• Assignment
What lines of the data below hold the string "required"? Copy each one.

.....

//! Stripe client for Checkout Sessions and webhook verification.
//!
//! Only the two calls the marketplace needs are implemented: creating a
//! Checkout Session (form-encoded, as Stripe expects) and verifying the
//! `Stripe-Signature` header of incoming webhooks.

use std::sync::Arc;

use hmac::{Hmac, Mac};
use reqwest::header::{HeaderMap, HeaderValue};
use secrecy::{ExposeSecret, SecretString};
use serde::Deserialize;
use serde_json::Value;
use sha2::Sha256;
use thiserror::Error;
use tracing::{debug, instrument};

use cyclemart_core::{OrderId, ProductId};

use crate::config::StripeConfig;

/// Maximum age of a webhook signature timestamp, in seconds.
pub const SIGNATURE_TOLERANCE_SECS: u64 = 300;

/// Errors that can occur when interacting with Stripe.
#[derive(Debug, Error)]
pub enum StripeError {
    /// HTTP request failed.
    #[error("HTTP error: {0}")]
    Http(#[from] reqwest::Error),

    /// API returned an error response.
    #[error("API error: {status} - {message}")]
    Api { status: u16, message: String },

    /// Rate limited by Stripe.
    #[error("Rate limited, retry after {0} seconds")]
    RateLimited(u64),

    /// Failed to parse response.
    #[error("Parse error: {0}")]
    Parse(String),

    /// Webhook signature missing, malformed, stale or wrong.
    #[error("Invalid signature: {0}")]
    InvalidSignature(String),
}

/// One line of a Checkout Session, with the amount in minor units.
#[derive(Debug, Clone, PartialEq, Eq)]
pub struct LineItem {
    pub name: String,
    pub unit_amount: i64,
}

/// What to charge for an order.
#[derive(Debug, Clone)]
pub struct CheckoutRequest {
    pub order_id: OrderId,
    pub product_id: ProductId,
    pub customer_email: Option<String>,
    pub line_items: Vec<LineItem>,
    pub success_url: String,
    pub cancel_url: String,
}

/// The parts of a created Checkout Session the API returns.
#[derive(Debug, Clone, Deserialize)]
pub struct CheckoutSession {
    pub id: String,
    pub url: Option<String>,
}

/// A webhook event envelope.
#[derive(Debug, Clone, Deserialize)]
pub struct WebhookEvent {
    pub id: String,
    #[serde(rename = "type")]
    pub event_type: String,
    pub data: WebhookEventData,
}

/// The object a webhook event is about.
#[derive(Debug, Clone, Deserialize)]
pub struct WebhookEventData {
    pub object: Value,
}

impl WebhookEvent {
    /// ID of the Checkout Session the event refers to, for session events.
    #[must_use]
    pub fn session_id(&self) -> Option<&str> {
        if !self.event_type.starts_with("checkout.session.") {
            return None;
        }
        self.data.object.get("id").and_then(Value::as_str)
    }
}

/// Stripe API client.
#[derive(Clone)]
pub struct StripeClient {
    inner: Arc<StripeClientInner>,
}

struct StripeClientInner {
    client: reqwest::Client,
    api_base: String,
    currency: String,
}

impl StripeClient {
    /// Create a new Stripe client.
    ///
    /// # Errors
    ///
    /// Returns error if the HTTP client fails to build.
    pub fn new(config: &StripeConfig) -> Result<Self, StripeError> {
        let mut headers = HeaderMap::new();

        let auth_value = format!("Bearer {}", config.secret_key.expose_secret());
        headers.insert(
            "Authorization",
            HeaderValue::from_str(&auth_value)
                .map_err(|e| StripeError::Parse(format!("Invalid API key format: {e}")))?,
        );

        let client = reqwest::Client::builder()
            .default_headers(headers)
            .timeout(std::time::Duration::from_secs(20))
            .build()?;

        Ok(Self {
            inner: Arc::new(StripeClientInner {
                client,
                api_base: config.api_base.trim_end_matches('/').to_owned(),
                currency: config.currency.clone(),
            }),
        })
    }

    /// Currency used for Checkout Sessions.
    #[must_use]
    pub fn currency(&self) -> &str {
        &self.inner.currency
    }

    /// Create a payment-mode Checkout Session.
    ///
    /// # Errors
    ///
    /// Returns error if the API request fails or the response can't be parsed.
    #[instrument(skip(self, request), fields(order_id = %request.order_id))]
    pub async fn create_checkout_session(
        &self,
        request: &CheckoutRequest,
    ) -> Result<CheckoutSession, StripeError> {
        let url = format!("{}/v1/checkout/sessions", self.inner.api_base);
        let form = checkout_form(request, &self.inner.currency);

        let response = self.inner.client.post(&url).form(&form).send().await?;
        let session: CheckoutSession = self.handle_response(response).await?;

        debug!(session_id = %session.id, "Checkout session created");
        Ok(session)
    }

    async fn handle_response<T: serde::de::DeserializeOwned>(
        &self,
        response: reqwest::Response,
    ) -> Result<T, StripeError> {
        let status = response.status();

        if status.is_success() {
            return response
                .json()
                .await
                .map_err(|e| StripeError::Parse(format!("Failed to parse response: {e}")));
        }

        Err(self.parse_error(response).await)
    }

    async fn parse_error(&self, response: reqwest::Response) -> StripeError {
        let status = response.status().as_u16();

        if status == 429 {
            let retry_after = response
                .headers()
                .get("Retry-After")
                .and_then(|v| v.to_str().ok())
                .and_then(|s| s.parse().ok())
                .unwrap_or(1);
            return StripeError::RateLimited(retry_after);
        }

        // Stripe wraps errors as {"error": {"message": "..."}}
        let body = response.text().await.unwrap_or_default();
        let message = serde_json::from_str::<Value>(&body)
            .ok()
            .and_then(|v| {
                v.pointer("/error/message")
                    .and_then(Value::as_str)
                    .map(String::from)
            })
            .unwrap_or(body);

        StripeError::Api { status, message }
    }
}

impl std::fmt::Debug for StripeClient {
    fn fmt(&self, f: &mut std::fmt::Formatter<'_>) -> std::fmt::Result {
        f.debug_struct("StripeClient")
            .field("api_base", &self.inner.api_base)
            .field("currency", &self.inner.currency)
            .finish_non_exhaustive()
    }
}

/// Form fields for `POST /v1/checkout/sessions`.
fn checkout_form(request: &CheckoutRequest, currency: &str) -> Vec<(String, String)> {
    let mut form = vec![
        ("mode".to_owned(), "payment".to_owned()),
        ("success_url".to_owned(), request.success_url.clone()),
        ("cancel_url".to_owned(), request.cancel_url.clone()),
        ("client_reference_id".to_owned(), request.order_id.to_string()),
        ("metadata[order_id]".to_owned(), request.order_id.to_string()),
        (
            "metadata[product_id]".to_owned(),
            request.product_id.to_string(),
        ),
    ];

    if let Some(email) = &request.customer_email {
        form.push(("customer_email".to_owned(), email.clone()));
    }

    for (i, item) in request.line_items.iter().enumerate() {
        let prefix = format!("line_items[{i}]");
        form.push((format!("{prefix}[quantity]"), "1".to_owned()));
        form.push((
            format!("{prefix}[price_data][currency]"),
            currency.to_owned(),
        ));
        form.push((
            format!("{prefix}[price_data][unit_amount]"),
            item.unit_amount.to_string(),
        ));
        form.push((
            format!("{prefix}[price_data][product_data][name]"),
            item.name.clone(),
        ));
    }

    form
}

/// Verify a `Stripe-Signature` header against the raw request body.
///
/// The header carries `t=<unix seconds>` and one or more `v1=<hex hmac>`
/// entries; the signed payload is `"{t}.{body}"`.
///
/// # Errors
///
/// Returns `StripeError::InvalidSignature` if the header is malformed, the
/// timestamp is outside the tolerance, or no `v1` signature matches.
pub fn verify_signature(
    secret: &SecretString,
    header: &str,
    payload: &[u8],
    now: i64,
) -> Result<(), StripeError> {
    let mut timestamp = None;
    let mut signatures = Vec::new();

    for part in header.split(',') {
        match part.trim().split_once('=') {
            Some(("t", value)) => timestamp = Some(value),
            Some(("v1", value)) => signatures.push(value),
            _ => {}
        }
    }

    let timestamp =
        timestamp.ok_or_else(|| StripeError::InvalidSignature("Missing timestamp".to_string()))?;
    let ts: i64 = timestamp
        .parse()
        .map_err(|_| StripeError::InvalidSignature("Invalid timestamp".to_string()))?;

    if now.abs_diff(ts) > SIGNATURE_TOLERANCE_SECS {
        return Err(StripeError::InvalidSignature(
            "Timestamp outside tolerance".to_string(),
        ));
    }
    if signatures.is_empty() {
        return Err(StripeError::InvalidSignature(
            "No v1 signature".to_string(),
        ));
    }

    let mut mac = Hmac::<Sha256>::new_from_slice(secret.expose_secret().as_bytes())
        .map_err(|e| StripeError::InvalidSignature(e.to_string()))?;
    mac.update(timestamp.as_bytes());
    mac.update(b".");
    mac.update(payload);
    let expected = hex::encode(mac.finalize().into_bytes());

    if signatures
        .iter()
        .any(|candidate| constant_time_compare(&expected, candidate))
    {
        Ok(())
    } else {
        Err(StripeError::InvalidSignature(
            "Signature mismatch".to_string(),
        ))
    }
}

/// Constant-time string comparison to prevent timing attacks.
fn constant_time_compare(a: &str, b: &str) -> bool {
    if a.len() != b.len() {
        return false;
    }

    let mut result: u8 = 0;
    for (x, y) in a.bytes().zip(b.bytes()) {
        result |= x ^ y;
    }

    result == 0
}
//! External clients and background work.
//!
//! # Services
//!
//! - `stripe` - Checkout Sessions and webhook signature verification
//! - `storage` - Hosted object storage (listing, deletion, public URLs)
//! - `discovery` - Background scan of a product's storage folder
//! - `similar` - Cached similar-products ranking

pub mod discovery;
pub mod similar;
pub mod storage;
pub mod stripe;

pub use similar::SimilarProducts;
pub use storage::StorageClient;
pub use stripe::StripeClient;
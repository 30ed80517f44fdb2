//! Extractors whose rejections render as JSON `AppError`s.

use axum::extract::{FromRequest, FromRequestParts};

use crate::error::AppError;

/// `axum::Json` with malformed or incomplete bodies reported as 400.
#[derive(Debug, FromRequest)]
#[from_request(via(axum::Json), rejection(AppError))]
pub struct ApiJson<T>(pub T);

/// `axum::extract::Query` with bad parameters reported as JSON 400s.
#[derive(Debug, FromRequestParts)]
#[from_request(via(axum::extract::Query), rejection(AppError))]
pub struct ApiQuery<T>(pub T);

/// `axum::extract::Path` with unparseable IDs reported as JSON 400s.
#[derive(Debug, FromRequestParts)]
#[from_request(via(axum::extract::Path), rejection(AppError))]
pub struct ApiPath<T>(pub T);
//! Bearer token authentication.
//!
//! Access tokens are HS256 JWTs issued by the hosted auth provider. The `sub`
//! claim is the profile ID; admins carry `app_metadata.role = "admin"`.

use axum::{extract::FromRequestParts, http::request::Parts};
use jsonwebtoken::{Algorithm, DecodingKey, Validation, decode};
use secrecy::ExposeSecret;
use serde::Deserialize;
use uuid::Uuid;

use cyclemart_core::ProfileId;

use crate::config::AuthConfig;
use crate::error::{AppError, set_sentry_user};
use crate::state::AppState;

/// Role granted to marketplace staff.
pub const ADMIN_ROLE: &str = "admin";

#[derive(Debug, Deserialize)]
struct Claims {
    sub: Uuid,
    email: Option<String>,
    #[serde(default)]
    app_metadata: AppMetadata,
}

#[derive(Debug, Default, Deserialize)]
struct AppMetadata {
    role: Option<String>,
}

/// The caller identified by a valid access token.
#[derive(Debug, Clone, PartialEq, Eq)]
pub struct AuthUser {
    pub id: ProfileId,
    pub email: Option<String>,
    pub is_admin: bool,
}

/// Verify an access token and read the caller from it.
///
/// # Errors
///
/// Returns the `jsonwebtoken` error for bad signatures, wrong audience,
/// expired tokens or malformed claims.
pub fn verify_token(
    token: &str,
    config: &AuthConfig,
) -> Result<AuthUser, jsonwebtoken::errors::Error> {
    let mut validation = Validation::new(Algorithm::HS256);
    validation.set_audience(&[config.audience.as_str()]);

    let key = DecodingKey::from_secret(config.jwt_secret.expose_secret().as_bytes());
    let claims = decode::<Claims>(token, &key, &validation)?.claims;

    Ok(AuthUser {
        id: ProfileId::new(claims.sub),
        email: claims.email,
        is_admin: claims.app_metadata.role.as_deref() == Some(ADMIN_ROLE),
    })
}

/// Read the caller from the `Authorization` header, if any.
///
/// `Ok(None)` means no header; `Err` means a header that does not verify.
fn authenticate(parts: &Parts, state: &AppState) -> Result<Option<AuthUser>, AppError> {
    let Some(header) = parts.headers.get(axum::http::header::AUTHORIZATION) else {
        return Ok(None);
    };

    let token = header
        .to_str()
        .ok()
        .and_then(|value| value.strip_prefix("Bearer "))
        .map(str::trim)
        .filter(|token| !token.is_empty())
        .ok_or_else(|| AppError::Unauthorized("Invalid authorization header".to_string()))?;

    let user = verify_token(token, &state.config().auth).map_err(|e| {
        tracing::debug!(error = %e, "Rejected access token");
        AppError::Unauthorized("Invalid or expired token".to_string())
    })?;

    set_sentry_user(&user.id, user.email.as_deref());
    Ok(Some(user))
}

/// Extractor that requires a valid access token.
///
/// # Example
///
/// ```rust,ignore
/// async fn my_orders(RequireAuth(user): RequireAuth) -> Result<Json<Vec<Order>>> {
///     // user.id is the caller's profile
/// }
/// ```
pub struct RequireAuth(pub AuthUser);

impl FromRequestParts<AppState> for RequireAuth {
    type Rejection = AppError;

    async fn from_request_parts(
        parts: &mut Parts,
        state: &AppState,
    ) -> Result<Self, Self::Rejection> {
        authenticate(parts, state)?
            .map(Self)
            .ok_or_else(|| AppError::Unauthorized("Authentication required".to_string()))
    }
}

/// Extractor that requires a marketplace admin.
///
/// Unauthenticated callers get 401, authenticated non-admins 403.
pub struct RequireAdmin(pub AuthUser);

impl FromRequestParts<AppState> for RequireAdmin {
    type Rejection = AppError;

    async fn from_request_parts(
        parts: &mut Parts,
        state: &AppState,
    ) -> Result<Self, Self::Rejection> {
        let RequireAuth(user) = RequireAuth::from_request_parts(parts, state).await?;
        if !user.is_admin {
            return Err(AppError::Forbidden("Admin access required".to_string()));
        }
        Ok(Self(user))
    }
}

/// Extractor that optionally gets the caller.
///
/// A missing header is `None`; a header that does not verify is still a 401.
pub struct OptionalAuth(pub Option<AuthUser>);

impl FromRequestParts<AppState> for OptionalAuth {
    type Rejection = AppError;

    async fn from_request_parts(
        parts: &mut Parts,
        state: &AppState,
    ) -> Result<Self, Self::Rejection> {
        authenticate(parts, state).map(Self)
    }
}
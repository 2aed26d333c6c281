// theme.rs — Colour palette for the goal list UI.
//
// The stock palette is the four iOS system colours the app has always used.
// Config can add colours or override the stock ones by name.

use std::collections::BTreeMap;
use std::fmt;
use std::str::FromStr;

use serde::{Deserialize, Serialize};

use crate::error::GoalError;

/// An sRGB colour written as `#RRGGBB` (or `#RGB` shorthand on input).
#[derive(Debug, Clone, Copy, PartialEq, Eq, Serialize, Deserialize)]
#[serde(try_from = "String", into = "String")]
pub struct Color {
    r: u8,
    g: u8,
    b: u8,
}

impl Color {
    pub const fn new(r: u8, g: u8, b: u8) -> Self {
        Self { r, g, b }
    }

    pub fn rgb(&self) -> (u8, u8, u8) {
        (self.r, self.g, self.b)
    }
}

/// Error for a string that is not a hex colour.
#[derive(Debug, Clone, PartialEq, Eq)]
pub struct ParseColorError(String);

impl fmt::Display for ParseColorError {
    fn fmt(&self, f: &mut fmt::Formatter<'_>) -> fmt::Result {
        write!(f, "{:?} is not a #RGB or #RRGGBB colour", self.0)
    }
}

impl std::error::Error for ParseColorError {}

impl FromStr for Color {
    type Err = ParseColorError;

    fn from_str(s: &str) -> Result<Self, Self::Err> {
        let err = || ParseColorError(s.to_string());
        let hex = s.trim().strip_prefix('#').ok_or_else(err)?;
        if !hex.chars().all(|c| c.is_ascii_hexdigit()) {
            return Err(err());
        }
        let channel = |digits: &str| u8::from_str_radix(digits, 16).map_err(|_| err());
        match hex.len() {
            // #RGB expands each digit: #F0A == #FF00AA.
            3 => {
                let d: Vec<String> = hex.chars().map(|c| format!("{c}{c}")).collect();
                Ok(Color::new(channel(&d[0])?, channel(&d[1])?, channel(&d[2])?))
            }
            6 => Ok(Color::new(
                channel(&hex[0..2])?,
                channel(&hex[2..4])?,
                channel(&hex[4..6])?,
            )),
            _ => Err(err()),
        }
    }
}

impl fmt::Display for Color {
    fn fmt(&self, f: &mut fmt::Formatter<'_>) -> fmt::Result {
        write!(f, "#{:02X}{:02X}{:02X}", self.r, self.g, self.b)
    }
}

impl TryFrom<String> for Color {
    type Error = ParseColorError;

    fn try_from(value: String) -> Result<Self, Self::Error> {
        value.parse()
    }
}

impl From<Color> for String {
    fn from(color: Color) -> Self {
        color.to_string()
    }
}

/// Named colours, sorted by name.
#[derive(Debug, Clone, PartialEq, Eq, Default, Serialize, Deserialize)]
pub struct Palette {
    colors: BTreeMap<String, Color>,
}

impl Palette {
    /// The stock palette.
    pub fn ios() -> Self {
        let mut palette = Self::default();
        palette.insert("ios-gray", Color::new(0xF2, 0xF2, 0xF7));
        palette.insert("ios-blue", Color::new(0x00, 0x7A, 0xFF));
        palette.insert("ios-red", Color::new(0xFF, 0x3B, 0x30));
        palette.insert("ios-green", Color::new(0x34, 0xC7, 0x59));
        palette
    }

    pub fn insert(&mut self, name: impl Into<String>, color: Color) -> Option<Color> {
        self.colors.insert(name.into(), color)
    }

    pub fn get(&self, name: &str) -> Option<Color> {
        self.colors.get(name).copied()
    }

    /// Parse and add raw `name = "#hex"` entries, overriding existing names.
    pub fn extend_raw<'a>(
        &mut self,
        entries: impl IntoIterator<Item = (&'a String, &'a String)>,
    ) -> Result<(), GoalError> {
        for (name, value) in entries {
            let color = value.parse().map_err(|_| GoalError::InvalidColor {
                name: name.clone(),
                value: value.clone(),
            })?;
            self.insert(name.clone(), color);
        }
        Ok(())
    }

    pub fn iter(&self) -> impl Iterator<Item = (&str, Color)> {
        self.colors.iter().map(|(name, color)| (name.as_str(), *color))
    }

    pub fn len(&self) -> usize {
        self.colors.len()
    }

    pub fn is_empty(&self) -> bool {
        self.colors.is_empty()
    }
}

.....

• Answer below
            .ok_or_else(|| AppError::Unauthorized("Authentication required".to_string()))
            return Err(AppError::Forbidden("Admin access required".to_string()));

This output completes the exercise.